Ciprofloxacin and metronidazole have been studied in combination and serum levels of ciprofloxacin are not significantly altered by metronidazole at the doses studied. Serum levels

of metronidazole when administered orally at a dose of 500 mg q6h in combination with ciprofloxacin 500 mg P.O. q12h are: AUC0-6 156.3 mg.h/L, Cmax 31.3 mg/L and tmax 1.71 hours. Serum levels of metronidazole when administered intravenously at a dose of 500 mg I.V. q6h in combination with ciprofloxacin 400 mg I.V. q12h are: AUC 0-6 153.0 mg.h/L, Cmax 33.6 mg/L and tmax 1.0 hours. (See DOSAGE AND ADMINISTRATION and DETAILED PHARMACOLOGY.) Following infusion of 400 mg I.V. Ciprofloxacin every eight hours in combination with 50 mg/kg I.V. piperacillin sodium every 4 hours, mean serum ciprofloxacin concentrations were 3.02 ug/mL at 30 minutes and 1.18 ug/mL between 6-8 hours after the end of infusion. The mean serum ciprofloxacin concentration given alone at 400 mg I.V. every eight hours was 3.67 ug/mL at 30 minutes and 1.16 ug/mL at 6 hours after the end of infusion.

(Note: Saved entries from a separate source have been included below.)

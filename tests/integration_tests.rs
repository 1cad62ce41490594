//! Integration tests for end-to-end scanning.
//!
//! These tests drive the public API the way a parser or diagnostic printer
//! would: pull tokens until the end-of-input marker and inspect kinds, lines,
//! lexemes and payloads.

use pretty_assertions::assert_eq;
use proptest::prelude::*;
use scanner::{
    errors::errors::ErrorImpl, render_error, tokenize, BinOp, RelOp, Scanned, Scanner, TokenKind,
};

fn describe(source: &str) -> Vec<String> {
    tokenize(source.to_string(), Some("test.fanc".to_string()))
        .iter()
        .map(|token| token.to_string())
        .collect()
}

fn reconstruct(source: &str) -> String {
    let mut scanner = Scanner::new(source.to_string(), None);
    let mut rebuilt = String::new();

    while let Some(scanned) = scanner.scan_lexeme() {
        match scanned {
            Scanned::Token(token) => rebuilt.push_str(&token.lexeme),
            Scanned::Trivia(trivia) => rebuilt.push_str(&trivia.text),
        }
    }

    rebuilt
}

#[test]
fn test_scan_function() {
    let source = r#"
int add(int a, byte b) {
    // sum of both
    return a + b;
}

void main() {
    int x = add(3, 200b);
    if (x >= 10 and not false) {
        print("big\n");
    }
}
"#;

    assert_eq!(
        describe(source),
        vec![
            "2 INT int",
            "2 ID add",
            "2 LPAREN (",
            "2 INT int",
            "2 ID a",
            "2 COMMA ,",
            "2 BYTE byte",
            "2 ID b",
            "2 RPAREN )",
            "2 LBRACE {",
            "4 RETURN return",
            "4 ID a",
            "4 BINOP +",
            "4 ID b",
            "4 SC ;",
            "5 RBRACE }",
            "7 VOID void",
            "7 ID main",
            "7 LPAREN (",
            "7 RPAREN )",
            "7 LBRACE {",
            "8 INT int",
            "8 ID x",
            "8 ASSIGN =",
            "8 ID add",
            "8 LPAREN (",
            "8 NUM 3",
            "8 COMMA ,",
            "8 NUM_B 200",
            "8 RPAREN )",
            "8 SC ;",
            "9 IF if",
            "9 LPAREN (",
            "9 ID x",
            "9 RELOP >=",
            "9 NUM 10",
            "9 AND and",
            "9 NOT not",
            "9 FALSE false",
            "9 RPAREN )",
            "9 LBRACE {",
            "10 ID print",
            "10 LPAREN (",
            "10 STRING big\n",
            "10 RPAREN )",
            "10 SC ;",
            "11 RBRACE }",
            "12 RBRACE }",
        ]
    );
}

#[test]
fn test_pull_until_end_marker() {
    let mut scanner = Scanner::new("while (true) break;".to_string(), None);
    let mut kinds = Vec::new();

    while let Some(token) = scanner.next_token() {
        kinds.push(token.kind);
    }

    assert_eq!(
        kinds,
        vec![
            TokenKind::While,
            TokenKind::OpenParen,
            TokenKind::True,
            TokenKind::CloseParen,
            TokenKind::Break,
            TokenKind::Semicolon,
        ]
    );
    assert!(scanner.next_token().is_none());
}

#[test]
fn test_errors_do_not_halt_the_stream() {
    let source = "int a = 017;\nbyte b = 999b;\nx = \"tab\\q\" @ y;\n\"open\ncontinue # 1 - 2";
    let tokens = tokenize(source.to_string(), None);

    let names: Vec<&str> = tokens.iter().map(|t| t.kind.name()).collect();
    assert_eq!(
        names,
        vec![
            "INT",
            "ID",
            "ASSIGN",
            "NUM_ERROR",
            "SC",
            "BYTE",
            "ID",
            "ASSIGN",
            "NUM_B_ERROR",
            "SC",
            "ID",
            "ASSIGN",
            "ESCAPE_ERROR",
            "UNCLOSED_STRING",
            "CONTINUE",
            "UNKNOWN_CHAR",
            "NUM",
            "BINOP",
            "NUM",
        ]
    );

    let lines: Vec<u32> = tokens.iter().map(|t| t.line).collect();
    assert_eq!(
        lines,
        vec![1, 1, 1, 1, 1, 2, 2, 2, 2, 2, 3, 3, 3, 4, 5, 5, 5, 5, 5]
    );
    assert_eq!(tokens[12].lexeme, "\"tab\\q\" @ y;");
    assert_eq!(tokens[17].kind, TokenKind::Binop(BinOp::Dash));
}

#[test]
fn test_relop_spacing() {
    let tokens = tokenize("a<b>=c!=d".to_string(), None);
    let kinds: Vec<TokenKind> = tokens.into_iter().map(|t| t.kind).collect();

    assert_eq!(
        kinds,
        vec![
            TokenKind::Identifier,
            TokenKind::Relop(RelOp::Less),
            TokenKind::Identifier,
            TokenKind::Relop(RelOp::GreaterEquals),
            TokenKind::Identifier,
            TokenKind::Relop(RelOp::NotEquals),
            TokenKind::Identifier,
        ]
    );
}

#[test]
fn test_hex_escape_payload() {
    let tokens = tokenize(r#""\x48\x69\x21" "\x4g""#.to_string(), None);

    assert_eq!(tokens[0].kind, TokenKind::String("Hi!".to_string()));
    assert!(matches!(
        tokens[1].error().map(|e| e.get_impl()),
        Some(ErrorImpl::InvalidHexEscape { .. })
    ));
}

#[test]
fn test_render_scanned_error() {
    let source = "int x;\nx = 300b;\n";
    let tokens = tokenize(source.to_string(), Some("main.fanc".to_string()));
    let error = tokens[5].error().unwrap();

    assert_eq!(
        render_error(error, source),
        "Error: MalformedByteLiteral (Byte literals must lie between 0b and 255b)\n\
         -> main.fanc\n  |\n2 | x = 300b;\n  | ----^\n"
    );
}

#[test]
fn test_round_trip_fixed() {
    let source = "int x = 5; // c\n\t\"s\\n\" \"bad\\z\n\"open 0x 017 999b é\r\n";
    assert_eq!(reconstruct(source), source);
}

proptest! {
    #[test]
    fn round_trip_arbitrary_input(source in "\\PC*") {
        prop_assert_eq!(reconstruct(&source), source);
    }

    #[test]
    fn round_trip_language_alphabet(source in "[a-z0-9 \n\t\"\\\\/<>=!+*;(){}xb@_-]{0,64}") {
        prop_assert_eq!(reconstruct(&source), source);
    }

    #[test]
    fn lines_match_newline_count(source in "[a-z0-9 \n\"\\\\/<=;@]{0,64}") {
        let mut last = 1;
        for token in tokenize(source.clone(), None) {
            let start = token.span.start.0;
            let expected = source[..start].matches('\n').count() as u32 + 1;
            prop_assert_eq!(token.line, expected);
            prop_assert!(token.line >= last);
            last = token.line;
        }
    }

    #[test]
    fn whitespace_yields_no_tokens(source in "[ \t\r\n]{0,32}") {
        prop_assert!(tokenize(source, None).is_empty());
    }
}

Special Populations and Conditions

Pediatrics:

The safety and efficacy of CIPROFLOXACIN INJECTION USP (2mg/mL in 5% dextrose injection) in individuals less than 18 years of age has not been established. CIPROFLOXACIN INJECTION USP (2mg/mL in 5% dextrose injection) should not be used in pediatric patients and adolescents. (See WARNINGS AND PRECAUTIONS.)

Geriatrics:

See Renal Insufficiency.

Gender:

No data is available.

Race:

No data is available.

Hepatic Insufficiency:

No significant changes in ciprofloxacin pharmacokinetics were observed in studies in patients with stable chronic liver cirrhosis. (See WARNINGS AND PRECAUTIONS.)

Renal Insufficiency:

Significantly increased concentrations of ciprofloxacin, M1 and M2 metabolites, and decreased renal clearances were observed in patients with renal insufficiency. Ciprofloxacin is excreted by the kidney, therefore, the risk of adverse reactions may be greater in patients with impaired renal function. (See DETAILED PHARMACOLOGY, Human Pharmacokinetics.)

Genetic Polymorphism:

No data is available.

STORAGE AND STABILITY

CIPROFLOXACIN INJECTION USP (2mg/mL in 5% dextrose injection) contains ciprofloxacin 2.0 mg/mL in 5% dextrose, and should be administered "as is". Protect from light, excessive heat and freezing. Store at controlled room temperature (20deg to 25degC). Use promptly when container is opened. Single use, discard unused portion. As with all parenteral drug products, intravenous admixtures should be inspected visually for clarity, particulate matter, precipitate, discoloration and leakage prior to administration, whenever solution and container permit.

SPECIAL HANDLING INSTRUCTIONS

See STORAGE AND STABILITY.

DOSAGE FORMS, COMPOSITION AND PACKAGING

CIPROFLOXACIN INJECTION USP contains 2 mg ciprofloxacin per mL in 5% dextrose injection. Nonmedicinal ingredients include dextrose, lactic acid, hydrochloric acid, nitrogen, and water for injection. pH 3.5 to 4.6. CIPROFLOXACIN INJECTION USP (2mg/mL in 5% dextrose injection) is available in ready- to-use PVC flexible plastic containers with laminated foil overwrap of 100 mL and 200 mL.